> [EXTRACTED RECORDS]:

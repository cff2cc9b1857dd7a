use thiserror::Error;

#[derive(Error, Debug)]
pub enum CoreError {
    #[error("Invalid table bounds: {width} x {height}")]
    InvalidTable { width: f32, height: f32 },

    #[error("Invalid configuration: {0}")]
    InvalidConfig(String),

    #[error("IO error: {0}")]
    Io(#[from] std::io::Error),

    #[error("JSON error: {0}")]
    Json(#[from] serde_json::Error),
}

/// Failures of the command transport. None of these stop the control loop.
#[derive(Error, Debug)]
pub enum TransportError {
    #[error("IO error: {0}")]
    Io(#[from] std::io::Error),

    #[error("Transport unavailable: {0}")]
    Unavailable(String),

    #[error("Transport closed")]
    Closed,
}

impl TransportError {
    pub fn is_recoverable(&self) -> bool {
        match self {
            TransportError::Io(_) => true,
            TransportError::Unavailable(_) => true,
            TransportError::Closed => false,
        }
    }
}

#[derive(Error, Debug)]
pub enum DetectorError {
    #[error("IO error: {0}")]
    Io(#[from] std::io::Error),

    #[error("Malformed observation on line {line}: {message}")]
    Parse { line: usize, message: String },

    #[error("Detector unavailable: {0}")]
    Unavailable(String),
}

/// Wire frame that does not match `M` + 4 digits + 4 digits
#[derive(Error, Debug, PartialEq, Eq)]
pub enum CommandError {
    #[error("Command frame has {0} bytes, expected 9")]
    Length(usize),

    #[error("Command frame must start with 'M'")]
    Prefix,

    #[error("Non-digit byte {byte:#04x} at offset {offset}")]
    Digit { offset: usize, byte: u8 },
}

pub type Result<T> = std::result::Result<T, CoreError>;
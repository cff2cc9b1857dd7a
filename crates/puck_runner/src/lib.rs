//! Air hockey runner library
//!
//! Hardware-facing collaborators for `puck_core`: serial transport,
//! detection sources and table calibration loading.

pub mod calibration;
pub mod config;
pub mod detector;
pub mod serial;

pub use calibration::{load_calibration, load_table, Calibration};
pub use config::{LinkConfig, RunnerConfig};
pub use detector::{JsonLinesDetector, SimulatedDetector, SimulationConfig};
pub use serial::{run_loopback, LoopbackResult, SerialLink, WriterSink};
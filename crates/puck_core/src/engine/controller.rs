//! Per-frame control pipeline
//!
//! Frame → role assignment → filters → mode state machine → encoder.

use serde::Serialize;

use super::geometry::{Table, Vec2};
use super::mode_machine::{Mode, ModeContext, ModeInput, ModeStateMachine, TargetSource};
use super::observation::{Frame, FrameObservations};
use super::position_filter::{PositionFilter, SmoothedState};
use super::trajectory::PredictionResult;
use crate::config::ControlConfig;
use crate::error::Result;
use crate::protocol::{CommandEncoder, MoveCommand};

/// What the controller decided for one frame
#[derive(Debug, Clone, Copy, PartialEq, Serialize)]
pub struct FrameOutcome {
    pub timestamp: f64,
    pub mode: Mode,
    pub puck_visible: bool,
    pub target: Option<Vec2>,
    pub command: Option<MoveCommand>,
    pub prediction: Option<PredictionResult>,
    pub source: Option<TargetSource>,
}

/// Owns all per-session state of the control loop
pub struct Controller {
    table: Table,
    puck_filter: PositionFilter,
    paddle_filter: PositionFilter,
    machine: ModeStateMachine,
    encoder: CommandEncoder,
}

impl Controller {
    pub fn new(config: ControlConfig, table: Table) -> Result<Self> {
        config.validate()?;
        table.validate()?;
        log::info!(
            "Controller ready: table {}x{}, line y={:.1}, aggressive={}",
            table.width,
            table.height,
            table.height * config.prediction.target_line_fraction,
            config.aggressive.enabled
        );

        Ok(Self {
            puck_filter: PositionFilter::new(config.filter.alpha),
            paddle_filter: PositionFilter::new(config.filter.alpha),
            machine: ModeStateMachine::new(&config, table),
            encoder: CommandEncoder::new(config.controller.clone()),
            table,
        })
    }

    pub fn process(&mut self, frame: &Frame) -> FrameOutcome {
        let roles = FrameObservations::assign_roles(&frame.observations);

        let puck_visible = roles.puck.is_some();
        if let Some(obs) = roles.puck {
            self.puck_filter.update(obs.position);
        }
        let paddle = roles.paddle.map(|obs| self.paddle_filter.update(obs.position).position);
        let puck = self.puck_filter.is_initialized().then(|| self.puck_filter.state());

        let decision = self.machine.step(&ModeInput {
            now: frame.timestamp,
            puck,
            puck_visible,
            paddle,
        });

        let command = decision.target.map(|t| self.encoder.encode(t, &self.table));

        FrameOutcome {
            timestamp: frame.timestamp,
            mode: decision.mode,
            puck_visible,
            target: decision.target,
            command,
            prediction: decision.prediction,
            source: decision.source,
        }
    }

    pub fn puck_state(&self) -> SmoothedState {
        self.puck_filter.state()
    }

    pub fn paddle_state(&self) -> SmoothedState {
        self.paddle_filter.state()
    }

    pub fn mode_context(&self) -> &ModeContext {
        self.machine.context()
    }

    pub fn table(&self) -> &Table {
        &self.table
    }

    pub fn encoder(&self) -> &CommandEncoder {
        &self.encoder
    }
}
//! Hit mode and aggressive sequence settings
//!
//! Distances are fractions of table height so one config serves any
//! calibrated table size.

use serde::{Deserialize, Serialize};

use crate::engine::constants::{aggressive, hit};

/// Hit (lunge) mode settings
#[derive(Debug, Clone, Serialize, Deserialize)]
#[serde(default)]
pub struct HitConfig {
    /// Time to impact (s) below which the lunge triggers
    pub time_threshold_s: f32,
    /// Puck-to-target-line distance (fraction of height) that triggers the lunge
    pub proximity_fraction: f32,
    /// Hold time (s) measured from the most recent trigger
    pub duration_s: f64,
    /// Forward bias of the commanded y (fraction of height)
    pub lunge_fraction: f32,
}

impl Default for HitConfig {
    fn default() -> Self {
        Self {
            time_threshold_s: hit::TIME_THRESHOLD_S,
            proximity_fraction: hit::PROXIMITY_FRACTION,
            duration_s: hit::DURATION_S,
            lunge_fraction: hit::LUNGE_FRACTION,
        }
    }
}

/// Aggressive (stalled puck) sequence settings
#[derive(Debug, Clone, Serialize, Deserialize)]
#[serde(default)]
pub struct AggressiveConfig {
    /// Master switch for the whole sequence
    pub enabled: bool,
    /// Continuous dwell (s) in the robot half before attacking
    pub dwell_threshold_s: f64,
    /// Phase 1 duration (s)
    pub position_duration_s: f64,
    /// Phase 2 duration (s)
    pub strike_delay_s: f64,
    /// Strike aim point past the puck (fraction of height)
    pub strike_overshoot_fraction: f32,
    /// Phase 3 timeout (s)
    pub follow_timeout_s: f64,
}

impl Default for AggressiveConfig {
    fn default() -> Self {
        Self {
            enabled: true,
            dwell_threshold_s: aggressive::DWELL_THRESHOLD_S,
            position_duration_s: aggressive::POSITION_DURATION_S,
            strike_delay_s: aggressive::STRIKE_DELAY_S,
            strike_overshoot_fraction: aggressive::STRIKE_OVERSHOOT_FRACTION,
            follow_timeout_s: aggressive::FOLLOW_TIMEOUT_S,
        }
    }
}
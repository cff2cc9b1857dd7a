//! Observation sources
//!
//! - `JsonLinesDetector`: replays detections recorded one JSON object per line
//! - `SimulatedDetector`: seeded synthetic puck for bench runs without a camera

use std::fs::File;
use std::io::{self, BufRead, BufReader};
use std::path::Path;
use std::time::Instant;

use puck_core::{Detector, DetectorError, Frame, ObjectClass, Observation, Table, Vec2};
use rand::{Rng, SeedableRng};
use rand_chacha::ChaCha8Rng;
use rand_distr::{Distribution, Normal};
use serde::Deserialize;

/// One recorded line: `{"t": 0.033, "objects": [{"x": 1, "y": 2, "r": 9, "class": "puck"}]}`
#[derive(Debug, Deserialize)]
struct RecordedFrame {
    #[serde(default)]
    t: Option<f64>,
    #[serde(default)]
    objects: Vec<RecordedObject>,
}

#[derive(Debug, Deserialize)]
struct RecordedObject {
    x: f32,
    y: f32,
    #[serde(default)]
    r: f32,
    #[serde(default)]
    class: ObjectClass,
}

impl From<RecordedObject> for Observation {
    fn from(o: RecordedObject) -> Self {
        Observation::new(Vec2::new(o.x, o.y), o.r, o.class)
    }
}

/// Frames from a JSON-lines stream
pub struct JsonLinesDetector<R: BufRead> {
    reader: R,
    line_no: usize,
    clock: Instant,
}

impl<R: BufRead> JsonLinesDetector<R> {
    pub fn new(reader: R) -> Self {
        Self {
            reader,
            line_no: 0,
            clock: Instant::now(),
        }
    }

    pub fn line_no(&self) -> usize {
        self.line_no
    }
}

impl JsonLinesDetector<BufReader<File>> {
    pub fn from_path(path: &Path) -> Result<Self, DetectorError> {
        let file = File::open(path)?;
        log::info!("Replaying detections from {:?}", path);
        Ok(Self::new(BufReader::new(file)))
    }
}

impl JsonLinesDetector<io::StdinLock<'static>> {
    pub fn stdin() -> Self {
        Self::new(io::stdin().lock())
    }
}

impl<R: BufRead> Detector for JsonLinesDetector<R> {
    fn next_frame(&mut self) -> Result<Option<Frame>, DetectorError> {
        let mut line = String::new();
        loop {
            line.clear();
            if self.reader.read_line(&mut line)? == 0 {
                return Ok(None);
            }
            self.line_no += 1;
            if !line.trim().is_empty() {
                break;
            }
        }

        let recorded: RecordedFrame =
            serde_json::from_str(line.trim()).map_err(|e| DetectorError::Parse {
                line: self.line_no,
                message: e.to_string(),
            })?;

        let timestamp = recorded
            .t
            .unwrap_or_else(|| self.clock.elapsed().as_secs_f64());
        let observations = recorded.objects.into_iter().map(Observation::from).collect();
        Ok(Some(Frame::new(timestamp, observations)))
    }
}

/// Synthetic source settings
#[derive(Debug, Clone, PartialEq)]
pub struct SimulationConfig {
    pub seed: u64,
    pub frame_rate: f64,
    /// Gaussian position noise (px, standard deviation)
    pub noise_px: f32,
    /// Probability that a frame has no detections
    pub drop_rate: f64,
    /// Initial speed range (px/frame)
    pub min_speed: f32,
    pub max_speed: f32,
}

impl Default for SimulationConfig {
    fn default() -> Self {
        Self {
            seed: 42,
            frame_rate: 30.0,
            noise_px: 1.5,
            drop_rate: 0.05,
            min_speed: 6.0,
            max_speed: 14.0,
        }
    }
}

const PUCK_RADIUS: f32 = 18.0;
const PADDLE_RADIUS: f32 = 30.0;

/// A puck bouncing elastically around the table with the human's paddle
/// shadowing it near the bottom edge. Never runs dry.
pub struct SimulatedDetector {
    table: Table,
    config: SimulationConfig,
    rng: ChaCha8Rng,
    noise: Normal<f32>,
    position: Vec2,
    velocity: Vec2,
    frame: u64,
}

impl SimulatedDetector {
    pub fn new(table: Table, config: SimulationConfig) -> Result<Self, DetectorError> {
        let noise = Normal::new(0.0, config.noise_px)
            .map_err(|e| DetectorError::Unavailable(format!("bad noise level: {}", e)))?;
        if !(config.frame_rate > 0.0) || !(0.0..=1.0).contains(&config.drop_rate) {
            return Err(DetectorError::Unavailable(
                "frame_rate must be positive and drop_rate in [0, 1]".to_string(),
            ));
        }
        if !(config.min_speed > 0.0 && config.min_speed < config.max_speed) {
            return Err(DetectorError::Unavailable("bad speed range".to_string()));
        }

        let mut rng = ChaCha8Rng::seed_from_u64(config.seed);
        let angle = rng.gen_range(0.0..std::f32::consts::TAU);
        let speed = rng.gen_range(config.min_speed..config.max_speed);

        Ok(Self {
            position: Vec2::new(table.width * 0.5, table.height * 0.5),
            velocity: Vec2::new(angle.cos() * speed, angle.sin() * speed),
            table,
            config,
            rng,
            noise,
            frame: 0,
        })
    }

    /// True (noise-free) puck position
    pub fn puck_position(&self) -> Vec2 {
        self.position
    }

    fn advance(&mut self) {
        let mut p = self.position + self.velocity;
        let (w, h) = (self.table.width, self.table.height);
        if p.x < 0.0 || p.x > w {
            self.velocity.x = -self.velocity.x;
            p.x = if p.x < 0.0 { -p.x } else { 2.0 * w - p.x };
        }
        if p.y < 0.0 || p.y > h {
            self.velocity.y = -self.velocity.y;
            p.y = if p.y < 0.0 { -p.y } else { 2.0 * h - p.y };
        }
        self.position = self.table.clamp(p);
    }

    fn jitter(&mut self, p: Vec2) -> Vec2 {
        let dx = self.noise.sample(&mut self.rng);
        let dy = self.noise.sample(&mut self.rng);
        self.table.clamp(Vec2::new(p.x + dx, p.y + dy))
    }
}

impl Detector for SimulatedDetector {
    fn next_frame(&mut self) -> Result<Option<Frame>, DetectorError> {
        let timestamp = self.frame as f64 / self.config.frame_rate;
        self.frame += 1;
        self.advance();

        if self.rng.gen_bool(self.config.drop_rate) {
            return Ok(Some(Frame::empty(timestamp)));
        }

        let puck = self.jitter(self.position);
        let paddle_home = Vec2::new(self.position.x, self.table.height * 0.9);
        let paddle = self.jitter(paddle_home);

        Ok(Some(Frame::new(
            timestamp,
            vec![
                Observation::new(puck, PUCK_RADIUS, ObjectClass::Unknown),
                Observation::new(paddle, PADDLE_RADIUS, ObjectClass::Unknown),
            ],
        )))
    }
}
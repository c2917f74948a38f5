//! Unit tests for installer compiler invocation.

use super::*;
use crate::test_utils::{exit_status, failure_output, success_output};
use rstest::rstest;

fn definition() -> &'static Utf8Path {
    Utf8Path::new("/work/ncbi-blast.nsi")
}

#[test]
fn compile_passes_base_name_and_staging_cwd() {
    let mut executor = MockCommandExecutor::new();
    executor
        .expect_run()
        .withf(|program, args, cwd| {
            program == "makensis"
                && args == ["ncbi-blast.nsi".to_owned()]
                && cwd == Utf8Path::new("/work")
        })
        .times(1)
        .returning(|_, _, _| Ok(success_output()));

    let compiler = InstallerCompiler::new("makensis", &executor, false);
    let status = compiler
        .compile(definition(), &mut Vec::new())
        .expect("compile should succeed");

    assert!(status.success());
}

#[test]
fn compile_reports_nonzero_exit_with_stderr() {
    let mut executor = MockCommandExecutor::new();
    executor
        .expect_run()
        .returning(|_, _, _| Ok(failure_output("Error in script \"ncbi-blast.nsi\" on line 12")));

    let compiler = InstallerCompiler::new("makensis", &executor, false);
    let err = compiler
        .compile(definition(), &mut Vec::new())
        .expect_err("compile should fail");

    match err {
        PackagerError::BuildTool { tool, reason } => {
            assert_eq!(tool, "makensis");
            assert!(reason.contains("line 12"));
        }
        other => panic!("expected BuildTool, got {other:?}"),
    }
}

#[test]
fn compile_maps_spawn_failure_to_build_tool_error() {
    let mut executor = MockCommandExecutor::new();
    executor.expect_run().returning(|_, _, _| {
        Err(PackagerError::Io(std::io::Error::new(
            std::io::ErrorKind::NotFound,
            "program not found",
        )))
    });

    let compiler = InstallerCompiler::new("C:/NSIS/makensis.exe", &executor, false);
    let err = compiler
        .compile(definition(), &mut Vec::new())
        .expect_err("compile should fail");

    assert!(matches!(
        err,
        PackagerError::BuildTool { ref reason, .. } if reason.contains("could not be started")
    ));
}

#[rstest]
#[case::verbose(true)]
#[case::quiet(false)]
fn compile_echoes_output_only_when_verbose(#[case] verbose: bool) {
    let mut executor = MockCommandExecutor::new();
    executor.expect_run().returning(|_, _, _| {
        Ok(Output {
            status: exit_status(0),
            stdout: b"Output: \"blast-2.15.0-win64.exe\"\n".to_vec(),
            stderr: Vec::new(),
        })
    });

    let compiler = InstallerCompiler::new("makensis", &executor, verbose);
    let mut out = Vec::new();
    compiler
        .compile(definition(), &mut out)
        .expect("compile should succeed");

    let text = String::from_utf8(out).expect("utf8");
    assert_eq!(text.contains("[makensis] Output:"), verbose);
}

#[test]
fn failure_reason_falls_back_to_stdout() {
    let output = Output {
        status: exit_status(1),
        stdout: b"!insertmacro: macro not found\n".to_vec(),
        stderr: Vec::new(),
    };
    assert!(failure_reason(&output).contains("macro not found"));
}

#[cfg(unix)]
mod system {
    use super::*;

    #[test]
    fn system_executor_reports_missing_program() {
        let executor = SystemCommandExecutor::new();
        let result = executor.run(
            "blast-win-packager-no-such-compiler",
            &[],
            Utf8Path::new("."),
        );
        assert!(matches!(result, Err(PackagerError::Io(_))));
    }

    #[test]
    fn system_executor_captures_output_within_timeout() {
        let executor = SystemCommandExecutor::with_timeout(Duration::from_secs(30));
        let output = executor
            .run("sh", &["-c".to_owned(), "echo staged".to_owned()], Utf8Path::new("."))
            .expect("sh should run");
        assert!(output.status.success());
        assert_eq!(String::from_utf8_lossy(&output.stdout).trim(), "staged");
    }

    #[test]
    fn system_executor_kills_command_after_timeout() {
        let executor = SystemCommandExecutor::with_timeout(Duration::from_millis(100));
        let err = executor
            .run("sh", &["-c".to_owned(), "sleep 5".to_owned()], Utf8Path::new("."))
            .expect_err("sleep should time out");
        assert!(matches!(
            err,
            PackagerError::BuildTool { ref reason, .. } if reason.contains("timed out")
        ));
    }
}
//! BLAST Windows packager CLI entrypoint.
//!
//! This binary stages a finished BLAST installation, compiles the NSIS
//! installer and moves it into `<install_dir>/installer`. Progress and errors
//! go to stderr; the optional directory listing goes to stdout.

use blast_win_packager::cli::Cli;
use blast_win_packager::compiler::SystemCommandExecutor;
use blast_win_packager::config::PackagerConfig;
use blast_win_packager::diagnostics::write_listing;
use blast_win_packager::error::{PackagerError, Result};
use blast_win_packager::manifest::Manifest;
use blast_win_packager::output::{success_message, write_line};
use blast_win_packager::pipeline::{PipelineContext, run_pipeline};
use camino::Utf8PathBuf;
use clap::Parser;
use std::io::Write;

fn main() {
    let cli = Cli::parse();
    init_logging(cli.verbose);

    let mut stdout = std::io::stdout();
    let mut stderr = std::io::stderr();
    let run_result = run(&cli, &mut stdout, &mut stderr);
    let exit_code = exit_code_for_run_result(run_result, &mut stderr);
    if exit_code != 0 {
        std::process::exit(exit_code);
    }
}

/// `RUST_LOG` wins over the verbosity flag.
fn init_logging(verbose: bool) {
    let env = env_logger::Env::default().default_filter_or(default_log_filter(verbose));
    env_logger::Builder::from_env(env)
        .format_timestamp(None)
        .init();
}

fn default_log_filter(verbose: bool) -> &'static str {
    if verbose { "debug" } else { "warn" }
}

fn run(cli: &Cli, stdout: &mut dyn Write, stderr: &mut dyn Write) -> Result<()> {
    let work_dir = resolve_work_dir(cli.work_dir.clone())?;
    let config = PackagerConfig::resolve(cli)?;
    let manifest = Manifest::blast();

    if cli.list_work_dir {
        write_listing(&work_dir, stdout)?;
    }

    let executor = match config.timeout {
        Some(timeout) => SystemCommandExecutor::with_timeout(timeout),
        None => SystemCommandExecutor::new(),
    };
    log::debug!("compiler {} with timeout {:?}", config.makensis, executor.timeout());
    let context = PipelineContext {
        version: &cli.release_version,
        install_dir: &cli.install_dir,
        work_dir: &work_dir,
        manifest: &manifest,
        config: &config,
        verbose: cli.verbose,
    };

    let installer = run_pipeline(&context, &executor, stderr)?;
    write_line(stderr, success_message(&cli.release_version, &installer));
    Ok(())
}

/// Uses the current directory when no working directory was given.
fn resolve_work_dir(work_dir: Option<Utf8PathBuf>) -> Result<Utf8PathBuf> {
    if let Some(dir) = work_dir {
        return Ok(dir);
    }
    let cwd = std::env::current_dir()?;
    Utf8PathBuf::try_from(cwd).map_err(|e| PackagerError::NonUtf8Path {
        what: "current directory",
        path: e.into_path_buf().display().to_string(),
    })
}

fn exit_code_for_run_result(result: Result<()>, stderr: &mut dyn Write) -> i32 {
    match result {
        Ok(()) => 0,
        Err(err) => {
            write_line(stderr, format!("error: {err}"));
            1
        }
    }
}
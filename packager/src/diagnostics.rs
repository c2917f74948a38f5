//! Optional working-directory listing.
//!
//! Release engineers occasionally need to see what the build agent left in
//! the staging directory before packaging starts. The listing is opt-in and
//! never part of the packaging result.

use crate::error::Result;
use crate::output::write_line;
use camino::Utf8Path;
use std::io::Write;
use walkdir::WalkDir;

/// Marker printed before the listing.
pub const LISTING_START: &str = "#DEBUG:START: DIRLIST";

/// Marker printed after the listing.
pub const LISTING_END: &str = "#DEBUG:END: DIRLIST";

/// Write the full path of every file below `dir`, sorted by file name.
///
/// Directories are descended into without being printed.
///
/// # Errors
///
/// Returns an error if the tree cannot be walked.
pub fn list_tree(dir: &Utf8Path, out: &mut dyn Write) -> Result<()> {
    for entry in WalkDir::new(dir).sort_by_file_name() {
        let entry = entry.map_err(std::io::Error::from)?;
        if !entry.file_type().is_dir() {
            write_line(out, entry.path().display());
        }
    }
    Ok(())
}

/// Write [`list_tree`] output bracketed by the start and end markers.
///
/// # Errors
///
/// Returns an error if the tree cannot be walked.
pub fn write_listing(dir: &Utf8Path, out: &mut dyn Write) -> Result<()> {
    write_line(out, LISTING_START);
    list_tree(dir, out)?;
    write_line(out, LISTING_END);
    Ok(())
}
//! End-to-end CLI behaviour tests for `blast-win-packager`.
//!
//! These scenarios invoke the packager binary and check exit statuses and
//! the error and listing output. None of them reaches the compiler.

use blast_win_packager::diagnostics::{LISTING_END, LISTING_START};
use rstest::fixture;
use rstest_bdd_macros::{given, scenario, then, when};
use std::cell::RefCell;
use std::path::PathBuf;
use std::process::{Command, Output};
use tempfile::TempDir;

#[derive(Default)]
struct CliWorld {
    args: RefCell<Vec<String>>,
    output: RefCell<Option<Output>>,
    work_dir: RefCell<Option<PathBuf>>,
    // Keep temp_dir alive for the lifetime of the scenario.
    _temp_dir: RefCell<Option<TempDir>>,
}

#[fixture]
fn cli_world() -> CliWorld {
    CliWorld::default()
}

/// Helper function to retrieve the command output from the CLI world.
fn output(cli_world: &CliWorld) -> Output {
    cli_world
        .output
        .borrow()
        .clone()
        .expect("packager has not been run")
}

#[given("no arguments")]
fn given_no_arguments(cli_world: &CliWorld) {
    cli_world.args.replace(Vec::new());
}

#[given("an installation with an empty bin directory")]
fn given_empty_installation(cli_world: &CliWorld) {
    let temp_dir = TempDir::new().expect("failed to create temp dir");
    let root = temp_dir.path();
    let install = root.join("install");
    let work = root.join("work");
    let resources = root.join("resources");
    for dir in [install.join("bin"), work.clone(), resources.clone()] {
        std::fs::create_dir_all(dir).expect("failed to create directory");
    }

    let path = |p: &PathBuf| p.to_str().expect("temp path not UTF-8").to_owned();
    cli_world.args.replace(vec![
        "--work-dir".to_owned(),
        path(&work),
        "--resources".to_owned(),
        path(&resources),
        "--makensis".to_owned(),
        "makensis-not-installed".to_owned(),
        "2.15.0".to_owned(),
        path(&install),
    ]);
    cli_world.work_dir.replace(Some(work));
    cli_world._temp_dir.replace(Some(temp_dir));
}

#[given("a leftover file in the working directory")]
fn given_leftover_file(cli_world: &CliWorld) {
    let work = cli_world.work_dir.borrow();
    let work = work.as_ref().expect("working directory not set");
    std::fs::write(work.join("stale.log"), "left by a previous run").expect("write leftover");
}

#[given("the working directory listing is requested")]
fn given_listing_requested(cli_world: &CliWorld) {
    cli_world
        .args
        .borrow_mut()
        .insert(0, "--list-work-dir".to_owned());
}

#[when("the packager runs")]
fn when_packager_runs(cli_world: &CliWorld) {
    let args = cli_world.args.borrow();
    let mut cmd = Command::new(env!("CARGO_BIN_EXE_blast-win-packager"));
    cmd.args(args.iter());
    cmd.env_remove("BLAST_MAKENSIS");
    cmd.env_remove("BLAST_PACKAGER_TIMEOUT");

    let output = cmd.output().expect("failed to run blast-win-packager");
    cli_world.output.replace(Some(output));
}

#[then("the exit status is 2")]
fn then_exit_two(cli_world: &CliWorld) {
    assert_eq!(output(cli_world).status.code(), Some(2));
}

#[then("the exit status is 1")]
fn then_exit_one(cli_world: &CliWorld) {
    assert_eq!(output(cli_world).status.code(), Some(1));
}

#[then("stderr shows the usage")]
fn then_stderr_usage(cli_world: &CliWorld) {
    let stderr = String::from_utf8_lossy(&output(cli_world).stderr).into_owned();
    assert!(stderr.contains("Usage"), "stderr: {stderr}");
}

#[then("stderr reports the missing blastn.exe")]
fn then_stderr_missing_binary(cli_world: &CliWorld) {
    let stderr = String::from_utf8_lossy(&output(cli_world).stderr).into_owned();
    assert!(
        stderr.contains("error: required binary blastn.exe not found"),
        "stderr: {stderr}"
    );
}

#[then("stdout lists the leftover file between the listing markers")]
fn then_stdout_lists_leftover(cli_world: &CliWorld) {
    let stdout = String::from_utf8_lossy(&output(cli_world).stdout).into_owned();
    let lines: Vec<&str> = stdout.lines().collect();
    assert_eq!(lines.first(), Some(&LISTING_START), "stdout: {stdout}");
    assert_eq!(lines.last(), Some(&LISTING_END), "stdout: {stdout}");
    assert!(
        lines.iter().any(|line| line.ends_with("stale.log")),
        "stdout: {stdout}"
    );
}

// ---------------------------------------------------------------------------
// Scenario bindings
// ---------------------------------------------------------------------------

#[scenario(path = "tests/features/cli.feature", index = 0)]
fn scenario_usage_error(cli_world: CliWorld) {
    let _ = cli_world;
}

#[scenario(path = "tests/features/cli.feature", index = 1)]
fn scenario_incomplete_installation(cli_world: CliWorld) {
    let _ = cli_world;
}

#[scenario(path = "tests/features/cli.feature", index = 2)]
fn scenario_work_dir_listing(cli_world: CliWorld) {
    let _ = cli_world;
}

> [EXERCISE DETAILS]:
Return only the number of lines in the entries above that contain the word "offset".

> [REPLY TO THE EXERCISE]:
2